Collected data
[Start of Attachment]
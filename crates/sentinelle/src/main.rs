//! # SentinELLE CLI (`sentinelle`)
//!
//! ## Commands
//!
//! | Command | Description |
//! |---------|-------------|
//! | `sentinelle init` | Create the three collections if missing |
//! | `sentinelle seed [--images DIR]` | Load demo knowledge, imagery and profiles |
//! | `sentinelle moderate --user ID ...` | Moderate one post and print the report |
//! | `sentinelle history <user_id>` | Print a user's aggregated history |
//! | `sentinelle serve` | Start the HTTP API |
//!
//! ## Examples
//!
//! ```bash
//! sentinelle --config ./config/sentinelle.toml init
//! sentinelle seed --images ./seed_images
//! sentinelle moderate --user user123 --text "I know where you live" --image post.png
//! sentinelle moderate --user user123 --audio clip.wav --json
//! RUST_LOG=debug sentinelle serve
//! ```

use clap::{Parser, Subcommand};
use std::path::PathBuf;
use tracing_subscriber::EnvFilter;

use sentinelle::{config, moderate, seed, server, services};

/// SentinELLE: retrieval-augmented multimodal moderation for online
/// gender-based violence.
#[derive(Parser)]
#[command(
    name = "sentinelle",
    about = "SentinELLE: retrieval-augmented multimodal moderation for online gender-based violence",
    version
)]
struct Cli {
    /// Path to configuration file (TOML).
    #[arg(long, global = true, default_value = "./config/sentinelle.toml")]
    config: PathBuf,

    /// Emit logs as JSON lines on stderr.
    #[arg(long, global = true)]
    log_json: bool,

    #[command(subcommand)]
    command: Commands,
}

#[derive(Subcommand)]
enum Commands {
    /// Ensure the knowledge, imagery and reputation collections exist.
    ///
    /// Idempotent: existing collections are left untouched.
    Init,

    /// Seed the collections with demo records.
    Seed {
        /// Directory of reference images (.png/.jpg/.jpeg) to label as toxic.
        #[arg(long)]
        images: Option<PathBuf>,
    },

    /// Moderate one post.
    Moderate {
        /// Author of the post.
        #[arg(long)]
        user: String,

        /// Post text.
        #[arg(long)]
        text: Option<String>,

        /// Attached image file.
        #[arg(long)]
        image: Option<PathBuf>,

        /// Attached audio file.
        #[arg(long)]
        audio: Option<PathBuf>,

        /// Print the full report as JSON.
        #[arg(long)]
        json: bool,
    },

    /// Print a user's aggregated reputation history as JSON.
    History {
        user_id: String,
    },

    /// Start the HTTP API (`/health`, `/moderate`).
    Serve,
}

fn init_tracing(json: bool) {
    let filter = EnvFilter::try_from_default_env().unwrap_or_else(|_| EnvFilter::new("info"));
    let builder = tracing_subscriber::fmt()
        .with_env_filter(filter)
        .with_writer(std::io::stderr)
        .with_target(false);
    if json {
        builder.json().init();
    } else {
        builder.init();
    }
}

#[tokio::main]
async fn main() -> anyhow::Result<()> {
    let cli = Cli::parse();
    init_tracing(cli.log_json);

    let cfg = config::load_config(&cli.config)?;

    match cli.command {
        Commands::Init => {
            let services = services::build(&cfg).await?;
            services.archivist.ensure_collections().await?;
            println!("Collections ready.");
        }
        Commands::Seed { images } => {
            let services = services::build(&cfg).await?;
            seed::run_seed(&services, images.as_deref()).await?;
        }
        Commands::Moderate {
            user,
            text,
            image,
            audio,
            json,
        } => {
            let services = services::build(&cfg).await?;
            moderate::run_moderate(
                &services,
                &user,
                text,
                image.as_deref(),
                audio.as_deref(),
                json,
            )
            .await?;
        }
        Commands::History { user_id } => {
            let services = services::build(&cfg).await?;
            moderate::run_history(&services, &user_id).await?;
        }
        Commands::Serve => {
            server::run_server(&cfg).await?;
        }
    }

    Ok(())
}
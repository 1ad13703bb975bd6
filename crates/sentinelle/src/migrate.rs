//! SQLite schema for the local store.
//!
//! A `collections` registry records each collection's kind and declared
//! dimension. Every collection gets its own row table, named
//! `c_<name>` with `-` mapped to `_`, plus an FTS5 table over its lexical
//! field. FTS5 keeps diacritics (`remove_diacritics 0`) so its tokens agree
//! with [`sentinelle_core::store::tokenize`]. Reputation tables carry a
//! B-tree index on `user_id`.

use sentinelle_core::schema::{CollectionKind, CollectionSpec};
use sqlx::{SqliteConnection, SqlitePool};

/// Create the registry table. Idempotent.
pub async fn run_migrations(pool: &SqlitePool) -> Result<(), sqlx::Error> {
    sqlx::query(
        r#"
        CREATE TABLE IF NOT EXISTS collections (
            name TEXT PRIMARY KEY,
            kind TEXT NOT NULL,
            vector_name TEXT NOT NULL,
            dims INTEGER NOT NULL,
            distance TEXT NOT NULL,
            created_at INTEGER NOT NULL
        )
        "#,
    )
    .execute(pool)
    .await?;
    Ok(())
}

/// Row table for a collection name.
pub fn table_name(collection: &str) -> String {
    format!("c_{}", collection.replace('-', "_"))
}

/// FTS5 table for a collection name.
pub fn fts_table_name(collection: &str) -> String {
    format!("{}_fts", table_name(collection))
}

/// Create the row table, FTS table and indexes for `spec`. Idempotent.
pub async fn create_collection_tables(
    conn: &mut SqliteConnection,
    spec: &CollectionSpec,
) -> Result<(), sqlx::Error> {
    let table = table_name(&spec.name);
    let fts = fts_table_name(&spec.name);

    let (columns, fts_column) = match spec.kind {
        CollectionKind::Knowledge => (
            "text TEXT NOT NULL, tags_json TEXT NOT NULL DEFAULT '[]'",
            Some("text"),
        ),
        CollectionKind::ToxicImagery => ("caption TEXT NOT NULL, label TEXT NOT NULL", Some("caption")),
        CollectionKind::Reputation => (
            "user_id TEXT NOT NULL, toxicity_score REAL NOT NULL, summary TEXT NOT NULL",
            None,
        ),
    };

    sqlx::query(&format!(
        r#"CREATE TABLE IF NOT EXISTS "{table}" (
            id TEXT PRIMARY KEY,
            vector BLOB NOT NULL,
            {columns}
        )"#
    ))
    .execute(&mut *conn)
    .await?;

    // FTS5 CREATE has no IF NOT EXISTS, so check first
    if let Some(field) = fts_column {
        let fts_exists: bool = sqlx::query_scalar(
            "SELECT COUNT(*) > 0 FROM sqlite_master WHERE type='table' AND name = ?",
        )
        .bind(&fts)
        .fetch_one(&mut *conn)
        .await?;

        if !fts_exists {
            sqlx::query(&format!(
                r#"CREATE VIRTUAL TABLE "{fts}" USING fts5(record_id UNINDEXED, {field}, tokenize = 'unicode61 remove_diacritics 0')"#
            ))
            .execute(&mut *conn)
            .await?;
        }
    }

    if spec.kind == CollectionKind::Reputation {
        sqlx::query(&format!(
            r#"CREATE INDEX IF NOT EXISTS "idx_{table}_user_id" ON "{table}"(user_id)"#
        ))
        .execute(&mut *conn)
        .await?;
    }

    Ok(())
}

#[cfg(test)]
mod tests {
    use super::*;

    #[test]
    fn test_table_names() {
        assert_eq!(table_name("gbv_knowledge_base"), "c_gbv_knowledge_base");
        assert_eq!(table_name("toxic-imagery"), "c_toxic_imagery");
        assert_eq!(fts_table_name("toxic-imagery"), "c_toxic_imagery_fts");
    }
}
[End of Attachment]
What is the number of lines in the data that hold the word "Some"? Reply with that number and nothing else.

**REPLY TO THE TASK:** 3